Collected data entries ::
▬▬▬

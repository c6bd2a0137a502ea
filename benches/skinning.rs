use criterion::{criterion_group, criterion_main, Criterion, black_box};

use skinforge::animation::{
    AnimationChannel, AnimationClip, AnimationKeyframe, Animator, PlayMode, Skeleton,
    SkeletonBuilder,
};
use skinforge::io::ByteStream;
use skinforge::mesh::{self, Mesh, MeshBuffer, Vertex, VertexSkin};

use glam::{Mat4, Quat, Vec2, Vec3};

const CHAIN_LENGTH: usize = 32;

fn create_chain_skeleton() -> Skeleton {
    let mut builder = SkeletonBuilder::new().add_root("bone_0", Mat4::IDENTITY);
    for i in 1..CHAIN_LENGTH {
        builder = builder.add_bone(
            &format!("bone_{}", i),
            &format!("bone_{}", i - 1),
            Mat4::from_translation(Vec3::Y),
        );
    }
    builder.build().unwrap()
}

fn create_wave_clip() -> AnimationClip {
    let mut clip = AnimationClip::new("wave", 100.0, 25.0);
    for i in 0..CHAIN_LENGTH {
        let mut channel = AnimationChannel::new(format!("bone_{}", i));
        for k in 0..=10 {
            let t = k as f32 * 10.0;
            let angle = (t * 0.1 + i as f32 * 0.2).sin() * 0.3;
            channel.add_keyframe(AnimationKeyframe::new(t, Vec3::Y, Quat::from_rotation_z(angle)));
        }
        clip.add_channel(channel);
    }
    clip
}

fn create_skinned_mesh(vertex_count: usize) -> Mesh {
    let mut mesh = Mesh::new();
    mesh.set_skeleton(create_chain_skeleton());

    let mut buffer = MeshBuffer::new(0);
    let mut skin = Vec::with_capacity(vertex_count);
    for i in 0..vertex_count {
        let height = i as f32 / vertex_count as f32 * CHAIN_LENGTH as f32;
        buffer.add_vertex(Vertex::new(Vec3::new(0.5, height, 0.0), Vec3::X, Vec2::ZERO));

        let lower = (height as usize).min(CHAIN_LENGTH - 1);
        let upper = (lower + 1).min(CHAIN_LENGTH - 1);
        let frac = height.fract();
        skin.push(VertexSkin::new(
            [lower as u8, upper as u8, 0, 0],
            [1.0 - frac, frac, 0.0, 0.0],
        ));
    }
    for i in (0..vertex_count as u32 - 2).step_by(3) {
        buffer.add_face(i, i + 1, i + 2);
    }
    buffer.set_skin(skin);
    mesh.add_buffer(buffer);
    mesh
}

fn bench_clip_sampling(c: &mut Criterion) {
    let clip = create_wave_clip();

    c.bench_function("clip_sample_32_channels", |b| {
        let mut t = 0.0f32;
        b.iter(|| {
            t = (t + 0.37) % clip.duration;
            for channel in &clip.channels {
                black_box(channel.sample(black_box(t)));
            }
        });
    });
}

fn bench_global_matrices(c: &mut Criterion) {
    let mut skeleton = create_chain_skeleton();

    c.bench_function("skeleton_global_matrices_32", |b| {
        b.iter(|| {
            skeleton.update_global_matrices();
            black_box(skeleton.skin_matrices());
        });
    });
}

fn bench_skinning(c: &mut Criterion, vertex_count: usize) {
    let mut mesh = create_skinned_mesh(vertex_count);

    c.bench_function(&format!("cpu_skinning_{}", vertex_count), |b| {
        b.iter(|| {
            mesh.update_skinning();
            black_box(mesh.buffer(0).map(|buf| buf.render_vertices().len()));
        });
    });
}

fn bench_skinning_1k(c: &mut Criterion) {
    bench_skinning(c, 1_000);
}

fn bench_skinning_10k(c: &mut Criterion) {
    bench_skinning(c, 10_000);
}

fn bench_animator_frame(c: &mut Criterion) {
    let mut mesh = create_skinned_mesh(10_000);
    let mut animator = Animator::new();
    let layer = animator.add_layer("base");
    animator
        .layer_mut(layer)
        .unwrap()
        .add_clip("wave", create_wave_clip(), &mesh.skeleton)
        .unwrap();
    animator.play_on_layer(layer, "wave", PlayMode::Loop, 0.0).unwrap();

    c.bench_function("animator_frame_10k", |b| {
        b.iter(|| {
            animator.update_mesh(black_box(1.0 / 60.0), &mut mesh);
        });
    });
}

fn bench_mesh_write(c: &mut Criterion) {
    let mesh = create_skinned_mesh(10_000);

    c.bench_function("mesh_write_10k", |b| {
        b.iter(|| {
            let mut stream = ByteStream::memory();
            mesh::write_mesh(&mut stream, black_box(&mesh)).unwrap();
            black_box(stream.into_bytes())
        });
    });
}

criterion_group!(
    benches,
    bench_clip_sampling,
    bench_global_matrices,
    bench_skinning_1k,
    bench_skinning_10k,
    bench_animator_frame,
    bench_mesh_write,
);
criterion_main!(benches);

▬▬▬

Exercise prompt :: Generate an exact reproduction of all entries.

Solution to the problem ::
repository c6bd2a0137a502ea
filename benches/skinning.rs
use criterion::{criterion_group, criterion_main, Criterion, black_box};

use skinforge::animation::{
    AnimationChannel, AnimationClip, AnimationKeyframe, Animator, PlayMode, Skeleton,
    SkeletonBuilder,
};
use skinforge::io::ByteStream;
use skinforge::mesh::{self, Mesh, MeshBuffer, Vertex, VertexSkin};

use glam::{Mat4, Quat, Vec2, Vec3};

const CHAIN_LENGTH: usize = 32;

fn create_chain_skeleton() -> Skeleton {
    let mut builder = SkeletonBuilder::new().add_root("bone_0", Mat4::IDENTITY);
    for i in 1..CHAIN_LENGTH {
        builder = builder.add_bone(
            &format!("bone_{}", i),
            &format!("bone_{}", i - 1),
            Mat4::from_translation(Vec3::Y),
        );
    }
    builder.build().unwrap()
}

fn create_wave_clip() -> AnimationClip {
    let mut clip = AnimationClip::new("wave", 100.0, 25.0);
    for i in 0..CHAIN_LENGTH {
        let mut channel = AnimationChannel::new(format!("bone_{}", i));
        for k in 0..=10 {
            let t = k as f32 * 10.0;
            let angle = (t * 0.1 + i as f32 * 0.2).sin() * 0.3;
            channel.add_keyframe(AnimationKeyframe::new(t, Vec3::Y, Quat::from_rotation_z(angle)));
        }
        clip.add_channel(channel);
    }
    clip
}

fn create_skinned_mesh(vertex_count: usize) -> Mesh {
    let mut mesh = Mesh::new();
    mesh.set_skeleton(create_chain_skeleton());

    let mut buffer = MeshBuffer::new(0);
    let mut skin = Vec::with_capacity(vertex_count);
    for i in 0..vertex_count {
        let height = i as f32 / vertex_count as f32 * CHAIN_LENGTH as f32;
        buffer.add_vertex(Vertex::new(Vec3::new(0.5, height, 0.0), Vec3::X, Vec2::ZERO));

        let lower = (height as usize).min(CHAIN_LENGTH - 1);
        let upper = (lower + 1).min(CHAIN_LENGTH - 1);
        let frac = height.fract();
        skin.push(VertexSkin::new(
            [lower as u8, upper as u8, 0, 0],
            [1.0 - frac, frac, 0.0, 0.0],
        ));
    }
    for i in (0..vertex_count as u32 - 2).step_by(3) {
        buffer.add_face(i, i + 1, i + 2);
    }
    buffer.set_skin(skin);
    mesh.add_buffer(buffer);
    mesh
}

fn bench_clip_sampling(c: &mut Criterion) {
    let clip = create_wave_clip();

    c.bench_function("clip_sample_32_channels", |b| {
        let mut t = 0.0f32;
        b.iter(|| {
            t = (t + 0.37) % clip.duration;
            for channel in &clip.channels {
                black_box(channel.sample(black_box(t)));
            }
        });
    });
}

fn bench_global_matrices(c: &mut Criterion) {
    let mut skeleton = create_chain_skeleton();

    c.bench_function("skeleton_global_matrices_32", |b| {
        b.iter(|| {
            skeleton.update_global_matrices();
            black_box(skeleton.skin_matrices());
        });
    });
}

fn bench_skinning(c: &mut Criterion, vertex_count: usize) {
    let mut mesh = create_skinned_mesh(vertex_count);

    c.bench_function(&format!("cpu_skinning_{}", vertex_count), |b| {
        b.iter(|| {
            mesh.update_skinning();
            black_box(mesh.buffer(0).map(|buf| buf.render_vertices().len()));
        });
    });
}

fn bench_skinning_1k(c: &mut Criterion) {
    bench_skinning(c, 1_000);
}

fn bench_skinning_10k(c: &mut Criterion) {
    bench_skinning(c, 10_000);
}

fn bench_animator_frame(c: &mut Criterion) {
    let mut mesh = create_skinned_mesh(10_000);
    let mut animator = Animator::new();
    let layer = animator.add_layer("base");
    animator
        .layer_mut(layer)
        .unwrap()
        .add_clip("wave", create_wave_clip(), &mesh.skeleton)
        .unwrap();
    animator.play_on_layer(layer, "wave", PlayMode::Loop, 0.0).unwrap();

    c.bench_function("animator_frame_10k", |b| {
        b.iter(|| {
            animator.update_mesh(black_box(1.0 / 60.0), &mut mesh);
        });
    });
}

fn bench_mesh_write(c: &mut Criterion) {
    let mesh = create_skinned_mesh(10_000);

    c.bench_function("mesh_write_10k", |b| {
        b.iter(|| {
            let mut stream = ByteStream::memory();
            mesh::write_mesh(&mut stream, black_box(&mesh)).unwrap();
            black_box(stream.into_bytes())
        });
    });
}

criterion_group!(
    benches,
    bench_clip_sampling,
    bench_global_matrices,
    bench_skinning_1k,
    bench_skinning_10k,
    bench_animator_frame,
    bench_mesh_write,
);
criterion_main!(benches);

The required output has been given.